Activity: What is needed here is every entry, retyped exactly.

======== The input

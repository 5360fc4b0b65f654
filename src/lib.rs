//! # asciitable
//!
//! Plain-text tables with ASCII and Unicode borders.
//!
//! Give a [`Table`] a title, a heading and rows of mixed values; it works
//! out the column widths, aligns, truncates or word-wraps every cell and
//! frames the result with one of the bundled border styles. Width
//! calculations ignore ANSI escape sequences, so coloured values line up.
//!
//! ## Quick Start
//!
//! ```rust
//! use asciitable::prelude::*;
//!
//! let mut table = Table::new("Sample table");
//! table
//!     .set_heading(["Name", "Age", "Eye color"])
//!     .add_row(row!["John", 23, "green"])
//!     .add_row(row!["Mary", 16, "brown"])
//!     .set_align_center(3)
//!     .set_style("unicode-round");
//!
//! println!("{table}");
//! ```
//!
//! ## Core Concepts
//!
//! - **Table**: owns the data and formatting; renders to a `String`
//! - **CellValue**: text, integer, float, boolean or empty
//! - **BorderStyle**: glyphs for the top, middle, bottom and data lines
//! - **StyleCatalog**: named styles a table can switch between
//! - **TableSnapshot**: the JSON form of a table

#![forbid(unsafe_code)]
#![warn(clippy::pedantic)]
#![allow(clippy::module_name_repetitions)]

pub mod align;
pub mod cell;
pub mod cells;
pub mod error;
pub mod layout;
mod render;
pub mod rows;
pub mod snapshot;
pub mod style;
pub mod table;
pub mod wrap;

/// Re-exports for convenient usage
pub mod prelude {
    pub use crate::align::{Alignment, align, align_default};
    pub use crate::cell::CellValue;
    pub use crate::error::TableError;
    pub use crate::layout::ColumnFormat;
    pub use crate::row;
    pub use crate::snapshot::TableSnapshot;
    pub use crate::style::{BorderStyle, SectionStyle, StyleCatalog};
    pub use crate::table::Table;
}

// Re-export key types at crate root
pub use align::Alignment;
pub use cell::CellValue;
pub use error::{Result, TableError};
pub use snapshot::TableSnapshot;
pub use style::{BorderStyle, SectionStyle, StyleCatalog};
pub use table::Table;
// core/src/cache.rs

//! The Catalog Cache: a client-held, display-authoritative projection of
//! the remote collection.
//!
//! The cache is an ordered, id-deduplicated container behind a clonable
//! handle. The pipeline is its only writer; the UI collaborator holds a
//! clone of the handle and reads snapshots. Reads always reflect the last
//! completed mutation, never a partially applied one.

use crate::listing::Listing;
use parking_lot::RwLock;
use std::sync::Arc;

/// Clonable handle to the shared catalog projection.
///
/// Lock guards are internal and blocking, and are never held across an
/// `.await` suspension point.
#[derive(Debug, Default)]
pub struct CatalogCache(Arc<RwLock<Vec<Listing>>>);

impl CatalogCache {
  pub fn new() -> Self {
    Self::default()
  }

  /// Replaces the entire contents with `listings`, preserving their order.
  /// On a duplicate id the later entry wins, keeping the earlier entry's
  /// position.
  pub fn replace_all(&self, listings: Vec<Listing>) {
    let mut deduped: Vec<Listing> = Vec::with_capacity(listings.len());
    for listing in listings {
      match deduped.iter_mut().find(|entry| entry.id == listing.id) {
        Some(existing) => *existing = listing,
        None => deduped.push(listing),
      }
    }
    *self.0.write() = deduped;
  }

  /// Inserts `listing`, or replaces the entry already holding its id in
  /// place. Not used by the base flows, but available to callers that want
  /// a local echo of a single known-good record.
  pub fn upsert(&self, listing: Listing) {
    let mut guard = self.0.write();
    match guard.iter_mut().find(|entry| entry.id == listing.id) {
      Some(existing) => *existing = listing,
      None => guard.push(listing),
    }
  }

  /// Removes the entry with `id`, reporting whether one was present.
  pub fn evict(&self, id: &str) -> bool {
    let mut guard = self.0.write();
    let before = guard.len();
    guard.retain(|entry| entry.id != id);
    guard.len() != before
  }

  /// An owned copy of the current contents, detached from later mutations.
  pub fn snapshot(&self) -> Vec<Listing> {
    self.0.read().clone()
  }

  pub fn get(&self, id: &str) -> Option<Listing> {
    self.0.read().iter().find(|entry| entry.id == id).cloned()
  }

  pub fn len(&self) -> usize {
    self.0.read().len()
  }

  pub fn is_empty(&self) -> bool {
    self.0.read().is_empty()
  }
}

impl Clone for CatalogCache {
  fn clone(&self) -> Self {
    CatalogCache(Arc::clone(&self.0))
  }
}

================

Result of the task:
repository 5360fc4b0b65f654
filename src/lib.rs
//! # asciitable
//!
//! Plain-text tables with ASCII and Unicode borders.
//!
//! Give a [`Table`] a title, a heading and rows of mixed values; it works
//! out the column widths, aligns, truncates or word-wraps every cell and
//! frames the result with one of the bundled border styles. Width
//! calculations ignore ANSI escape sequences, so coloured values line up.
//!
//! ## Quick Start
//!
//! ```rust
//! use asciitable::prelude::*;
//!
//! let mut table = Table::new("Sample table");
//! table
//!     .set_heading(["Name", "Age", "Eye color"])
//!     .add_row(row!["John", 23, "green"])
//!     .add_row(row!["Mary", 16, "brown"])
//!     .set_align_center(3)
//!     .set_style("unicode-round");
//!
//! println!("{table}");
//! ```
//!
//! ## Core Concepts
//!
//! - **Table**: owns the data and formatting; renders to a `String`
//! - **CellValue**: text, integer, float, boolean or empty
//! - **BorderStyle**: glyphs for the top, middle, bottom and data lines
//! - **StyleCatalog**: named styles a table can switch between
//! - **TableSnapshot**: the JSON form of a table

#![forbid(unsafe_code)]
#![warn(clippy::pedantic)]
#![allow(clippy::module_name_repetitions)]

pub mod align;
pub mod cell;
pub mod cells;
pub mod error;
pub mod layout;
mod render;
pub mod rows;
pub mod snapshot;
pub mod style;
pub mod table;
pub mod wrap;

/// Re-exports for convenient usage
pub mod prelude {
    pub use crate::align::{Alignment, align, align_default};
    pub use crate::cell::CellValue;
    pub use crate::error::TableError;
    pub use crate::layout::ColumnFormat;
    pub use crate::row;
    pub use crate::snapshot::TableSnapshot;
    pub use crate::style::{BorderStyle, SectionStyle, StyleCatalog};
    pub use crate::table::Table;
}

// Re-export key types at crate root
pub use align::Alignment;
pub use cell::CellValue;
pub use error::{Result, TableError};
pub use snapshot::TableSnapshot;
pub use style::{BorderStyle, SectionStyle, StyleCatalog};
pub use table::Table;
// core/src/cache.rs

//! The Catalog Cache: a client-held, display-authoritative projection of
//! the remote collection.
//!
//! The cache is an ordered, id-deduplicated container behind a clonable
//! handle. The pipeline is its only writer; the UI collaborator holds a
//! clone of the handle and reads snapshots. Reads always reflect the last
//! completed mutation, never a partially applied one.

use crate::listing::Listing;
use parking_lot::RwLock;
use std::sync::Arc;

/// Clonable handle to the shared catalog projection.
///
/// Lock guards are internal and blocking, and are never held across an
/// `.await` suspension point.
#[derive(Debug, Default)]
pub struct CatalogCache(Arc<RwLock<Vec<Listing>>>);

impl CatalogCache {
  pub fn new() -> Self {
    Self::default()
  }

  /// Replaces the entire contents with `listings`, preserving their order.
  /// On a duplicate id the later entry wins, keeping the earlier entry's
  /// position.
  pub fn replace_all(&self, listings: Vec<Listing>) {
    let mut deduped: Vec<Listing> = Vec::with_capacity(listings.len());
    for listing in listings {
      match deduped.iter_mut().find(|entry| entry.id == listing.id) {
        Some(existing) => *existing = listing,
        None => deduped.push(listing),
      }
    }
    *self.0.write() = deduped;
  }

  /// Inserts `listing`, or replaces the entry already holding its id in
  /// place. Not used by the base flows, but available to callers that want
  /// a local echo of a single known-good record.
  pub fn upsert(&self, listing: Listing) {
    let mut guard = self.0.write();
    match guard.iter_mut().find(|entry| entry.id == listing.id) {
      Some(existing) => *existing = listing,
      None => guard.push(listing),
    }
  }

  /// Removes the entry with `id`, reporting whether one was present.
  pub fn evict(&self, id: &str) -> bool {
    let mut guard = self.0.write();
    let before = guard.len();
    guard.retain(|entry| entry.id != id);
    guard.len() != before
  }

  /// An owned copy of the current contents, detached from later mutations.
  pub fn snapshot(&self) -> Vec<Listing> {
    self.0.read().clone()
  }

  pub fn get(&self, id: &str) -> Option<Listing> {
    self.0.read().iter().find(|entry| entry.id == id).cloned()
  }

  pub fn len(&self) -> usize {
    self.0.read().len()
  }

  pub fn is_empty(&self) -> bool {
    self.0.read().is_empty()
  }
}

impl Clone for CatalogCache {
  fn clone(&self) -> Self {
    CatalogCache(Arc::clone(&self.0))
  }
}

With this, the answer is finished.